The O.C. made in China
I don’t know if it’s a coincidence or not, but just after having read the article on suburbia in USA Today, I stumbled upon another article in the May/June issue of Good magazine (I haven’t found the online version) that addresses the same phenomenon. A community located near the Beijing airport in China has replicated California’s Orange County. Wealthy Chinese families who live in this gated area can benefit from huge mansions, SUVs and fake lakes.

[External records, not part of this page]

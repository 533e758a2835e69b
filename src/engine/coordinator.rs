use tracing::{debug, info, warn};
use ulid::Ulid;

use crate::model::*;
use crate::observability::{BOOKING_TRANSITIONS_TOTAL, PAYMENT_TRANSITIONS_TOTAL};

use super::availability::{now_ms, today};
use super::error::TransientKind;
use super::lifecycle::{plan_cancel, plan_complete, plan_create, plan_delete, plan_reschedule, NewBooking};
use super::payments::{
    plan_create_payment, plan_delete_payment, plan_link, plan_refund, plan_settle, validate_transaction_id, NewPayment,
    SettleOutcome, SettleReceipt,
};
use super::retry::retry_transient;
use super::{Claim, ClaimRefused, Engine, EngineError, Txn};

fn count_transitions(events: &[Event]) {
    for event in events {
        match event {
            Event::BookingCreated { .. } => {
                metrics::counter!(BOOKING_TRANSITIONS_TOTAL, "status" => "pending").increment(1)
            }
            Event::BookingStatusChanged { status, .. } => {
                metrics::counter!(BOOKING_TRANSITIONS_TOTAL, "status" => status.as_str()).increment(1)
            }
            Event::BookingDeleted { .. } => {
                metrics::counter!(BOOKING_TRANSITIONS_TOTAL, "status" => "deleted").increment(1)
            }
            Event::PaymentCreated { .. } => {
                metrics::counter!(PAYMENT_TRANSITIONS_TOTAL, "status" => "pending").increment(1)
            }
            Event::PaymentStatusChanged { status, .. } => {
                metrics::counter!(PAYMENT_TRANSITIONS_TOTAL, "status" => status.as_str()).increment(1)
            }
            Event::PaymentDeleted { .. } => {
                metrics::counter!(PAYMENT_TRANSITIONS_TOTAL, "status" => "deleted").increment(1)
            }
            _ => {}
        }
    }
}
use std::fs::{self, File, OpenOptions};
use std::io::{self, BufReader, BufWriter, Read, Write};
use std::path::{Path, PathBuf};

use crate::model::Event;

/// One committed transaction: every event it produced, in apply order.
pub type Record = Vec<Event>;

fn encode_record(writer: &mut impl Write, events: &[Event]) -> io::Result<()> {
    let payload =
        bincode::serialize(events).map_err(|e| io::Error::new(io::ErrorKind::InvalidData, e))?;
    let len = u32::try_from(payload.len())
        .map_err(|_| io::Error::new(io::ErrorKind::InvalidData, "WAL record too large"))?;
    let crc = crc32fast::hash(&payload);
    writer.write_all(&len.to_le_bytes())?;
    writer.write_all(&payload)?;
    writer.write_all(&crc.to_le_bytes())?;
    Ok(())
}

/// Append-only write-ahead log.
///
/// Format per record: `[u32: len][bincode: Vec<Event>][u32: crc32]`
/// - `len` is the byte length of the bincode payload (not including the CRC).
/// - A record holds a whole transaction, so a torn tail drops the transaction
///   as a unit and never half of it.
pub struct Wal {
    writer: BufWriter<File>,
    path: PathBuf,
    appends_since_compact: u64,
}

impl Wal {
    pub fn open(path: &Path) -> io::Result<Self> {
        if let Some(dir) = path.parent()
            && !dir.as_os_str().is_empty()
        {
            fs::create_dir_all(dir)?;
        }
        let file = OpenOptions::new().create(true).append(true).open(path)?;
        Ok(Self {
            writer: BufWriter::new(file),
            path: path.to_path_buf(),
            appends_since_compact: 0,
        })
    }

    #[cfg(test)]
    pub fn append(&mut self, events: &[Event]) -> io::Result<()> {
        self.append_buffered(events)?;
        self.flush_sync()
    }

    /// Buffer one record. Nothing is durable until `flush_sync`.
    pub fn append_buffered(&mut self, events: &[Event]) -> io::Result<()> {
        encode_record(&mut self.writer, events)?;
        self.appends_since_compact += 1;
        Ok(())
    }

    pub fn flush_sync(&mut self) -> io::Result<()> {
        self.writer.flush()?;
        self.writer.get_ref().sync_all()
    }

    pub fn path(&self) -> &Path {
        &self.path
    }

    /// Write the compacted records to `<wal>.tmp` and fsync it.
    pub fn write_compact_file(path: &Path, records: &[Record]) -> io::Result<()> {
        let tmp_path = path.with_extension("wal.tmp");
        let file = File::create(&tmp_path)?;
        let mut writer = BufWriter::new(file);
        for record in records {
            encode_record(&mut writer, record)?;
        }
        writer.flush()?;
        writer.get_ref().sync_all()?;
        Ok(())
    }

    /// Rename the temp file over the log and reopen for appending.
    pub fn swap_compact_file(&mut self) -> io::Result<()> {
        let tmp_path = self.path.with_extension("wal.tmp");
        fs::rename(&tmp_path, &self.path)?;
        let file = OpenOptions::new()
            .create(true)
            .append(true)
            .open(&self.path)?;
        self.writer = BufWriter::new(file);
        self.appends_since_compact = 0;
        Ok(())
    }

    #[cfg(test)]
    pub fn compact(&mut self, records: &[Record]) -> io::Result<()> {
        Self::write_compact_file(&self.path, records)?;
        self.swap_compact_file()
    }

    pub fn appends_since_compact(&self) -> u64 {
        self.appends_since_compact
    }

    /// Read every intact record. Replay stops at the first truncated or
    /// corrupt record; everything after it is discarded.
    pub fn replay(path: &Path) -> io::Result<Vec<Record>> {
        let file = match File::open(path) {
            Ok(f) => f,
            Err(e) if e.kind() == io::ErrorKind::NotFound => return Ok(Vec::new()),
            Err(e) => return Err(e),
        };
        let mut reader = BufReader::new(file);
        let mut records = Vec::new();

        loop {
            let mut len_buf = [0u8; 4];
            match reader.read_exact(&mut len_buf) {
                Ok(()) => {}
                Err(e) if e.kind() == io::ErrorKind::UnexpectedEof => break,
                Err(e) => return Err(e),
            }
            let len = u32::from_le_bytes(len_buf) as usize;

            let mut payload = vec![0u8; len];
            match reader.read_exact(&mut payload) {
                Ok(()) => {}
                Err(e) if e.kind() == io::ErrorKind::UnexpectedEof => break,
                Err(e) => return Err(e),
            }

            let mut crc_buf = [0u8; 4];
            match reader.read_exact(&mut crc_buf) {
                Ok(()) => {}
                Err(e) if e.kind() == io::ErrorKind::UnexpectedEof => break,
                Err(e) => return Err(e),
            }
            if u32::from_le_bytes(crc_buf) != crc32fast::hash(&payload) {
                tracing::warn!(path = %path.display(), "WAL record failed CRC; discarding tail");
                break;
            }

            match bincode::deserialize::<Record>(&payload) {
                Ok(record) => records.push(record),
                Err(_) => break,
            }
        }

        Ok(records)
    }
}
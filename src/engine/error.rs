use rust_decimal::Decimal;
use ulid::Ulid;

use crate::model::{BookingStatus, PaymentStatus};

/// Coarse error classes, one SQLSTATE each on the wire.
#[derive(Debug, Clone, Copy, PartialEq, Eq)]
pub enum ErrorClass {
    Validation,
    Conflict,
    Authorization,
    NotFound,
    Transient,
    Internal,
}

/// Either side of a transition that was refused.
#[derive(Debug, Clone, Copy, PartialEq, Eq)]
pub enum Status {
    Booking(BookingStatus),
    Payment(PaymentStatus),
}

impl std::fmt::Display for Status {
    fn fmt(&self, f: &mut std::fmt::Formatter<'_>) -> std::fmt::Result {
        match self {
            Status::Booking(s) => write!(f, "booking {s}"),
            Status::Payment(s) => write!(f, "payment {s}"),
        }
    }
}

#[derive(Debug, Clone, Copy, PartialEq, Eq)]
pub enum TransientKind {
    LockTimeout,
    StaleRead,
}

#[derive(Debug, thiserror::Error)]
pub enum EngineError {
    #[error("invalid date range: {0}")]
    RangeInvalid(&'static str),
    #[error("invalid amount: {0}")]
    InvalidAmount(Decimal),
    #[error("amount mismatch: booking total is {expected}, payment is {got}")]
    AmountMismatch { expected: Decimal, got: Decimal },
    #[error("limit exceeded: {0}")]
    LimitExceeded(&'static str),
    #[error("invalid actor: {0}")]
    InvalidActor(String),

    #[error("room unavailable: {room_id}")]
    RoomUnavailable { room_id: Ulid, conflicting: Option<Ulid> },
    #[error("booking {booking} already linked to payment {payment}")]
    AlreadyLinked { booking: Ulid, payment: Ulid },
    #[error("{id} is already {status}")]
    AlreadyTerminal { id: Ulid, status: Status },
    #[error("{id}: {from} cannot move to {to}")]
    InvalidTransition { id: Ulid, from: Status, to: Status },
    #[error("payment still backs booking {booking} ({status})")]
    RefundNotAllowed { booking: Ulid, status: BookingStatus },
    #[error("already exists: {0}")]
    AlreadyExists(Ulid),
    #[error("duplicate transaction id: {0}")]
    DuplicateTransaction(String),
    #[error("gave up after {0} attempts under contention")]
    Contention(u32),

    #[error("forbidden: {0}")]
    Forbidden(&'static str),
    #[error("booking {0} does not belong to the payer")]
    BookingNotOwned(Ulid),

    #[error("not found: {0}")]
    NotFound(Ulid),
    #[error("room not found: {0}")]
    RoomNotFound(Ulid),

    #[error("transient store error: {0:?}")]
    Transient(TransientKind),

    #[error("WAL error: {0}")]
    WalError(String),
    #[error("internal error: {0}")]
    Internal(String),
}

impl EngineError {
    pub fn class(&self) -> ErrorClass {
        match self {
            EngineError::RangeInvalid(_)
            | EngineError::InvalidAmount(_)
            | EngineError::AmountMismatch { .. }
            | EngineError::LimitExceeded(_)
            | EngineError::InvalidActor(_) => ErrorClass::Validation,
            EngineError::RoomUnavailable { .. }
            | EngineError::AlreadyLinked { .. }
            | EngineError::AlreadyTerminal { .. }
            | EngineError::InvalidTransition { .. }
            | EngineError::RefundNotAllowed { .. }
            | EngineError::AlreadyExists(_)
            | EngineError::DuplicateTransaction(_)
            | EngineError::Contention(_) => ErrorClass::Conflict,
            EngineError::Forbidden(_) | EngineError::BookingNotOwned(_) => {
                ErrorClass::Authorization
            }
            EngineError::NotFound(_) | EngineError::RoomNotFound(_) => ErrorClass::NotFound,
            EngineError::Transient(_) => ErrorClass::Transient,
            EngineError::WalError(_) | EngineError::Internal(_) => ErrorClass::Internal,
        }
    }

    pub fn is_transient(&self) -> bool {
        self.class() == ErrorClass::Transient
    }

    pub fn sqlstate(&self) -> &'static str {
        match self {
            EngineError::RoomUnavailable { .. } => "23P01",
            EngineError::AlreadyExists(_) | EngineError::DuplicateTransaction(_) => "23505",
            EngineError::Contention(_) => "40001",
            _ => match self.class() {
                ErrorClass::Validation => "22023",
                ErrorClass::Conflict => "55000",
                ErrorClass::Authorization => "42501",
                ErrorClass::NotFound => "P0002",
                ErrorClass::Transient => "40001",
                ErrorClass::Internal => "XX000",
            },
        }
    }
}

#[cfg(test)]
mod tests {
    use super::*;

    #[test]
    fn sqlstate_by_class() {
        assert_eq!(EngineError::RangeInvalid("x").sqlstate(), "22023");
        assert_eq!(
            EngineError::RoomUnavailable { room_id: Ulid::nil(), conflicting: None }.sqlstate(),
            "23P01"
        );
        assert_eq!(EngineError::AlreadyExists(Ulid::nil()).sqlstate(), "23505");
        assert_eq!(
            EngineError::AlreadyTerminal {
                id: Ulid::nil(),
                status: Status::Booking(BookingStatus::Cancelled)
            }
            .sqlstate(),
            "55000"
        );
        assert_eq!(EngineError::Forbidden("x").sqlstate(), "42501");
        assert_eq!(EngineError::RoomNotFound(Ulid::nil()).sqlstate(), "P0002");
        assert_eq!(EngineError::Contention(3).sqlstate(), "40001");
        assert_eq!(EngineError::WalError("disk".into()).sqlstate(), "XX000");
        assert_eq!(EngineError::Internal("lock".into()).sqlstate(), "XX000");
        assert_eq!(EngineError::Internal("lock".into()).class(), ErrorClass::Internal);
    }

    #[test]
    fn transient_only_for_lock_and_stale() {
        assert!(EngineError::Transient(TransientKind::LockTimeout).is_transient());
        assert!(EngineError::Transient(TransientKind::StaleRead).is_transient());
        assert!(!EngineError::Contention(5).is_transient());
        assert!(!EngineError::NotFound(Ulid::nil()).is_transient());
    }
}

But the Chinese O.C. is not entirely similar to the American one. The discrepancies between the two reveal a lot about the Chinese society. This extract from the article is a good example:
The idea for building a piece of the California Dream on the Wenyu River was born in the real California in the late 1990s. A Chinese developer named Zhang Bo was tooling around Orange County when he got that “if you build it, they will come” feeling—real estate-developer’s intuition. He and a friend decided to go into business together and their company, SinoCEA—a fifty-fifty joint venture with China’s one-party state—got to work. Peasants were shipped in from the Chinese hinterlands to build modern homes with the medieval construction techniques of the country’s manual-labor force. And though construction is now complete, during my visit, a crew is at work, renovating the clubhouse pool. Pushing wheelbarrows and wielding pickaxes in this Disneyfied landscape, they conjured up nothing so much as the Seven Dwarves.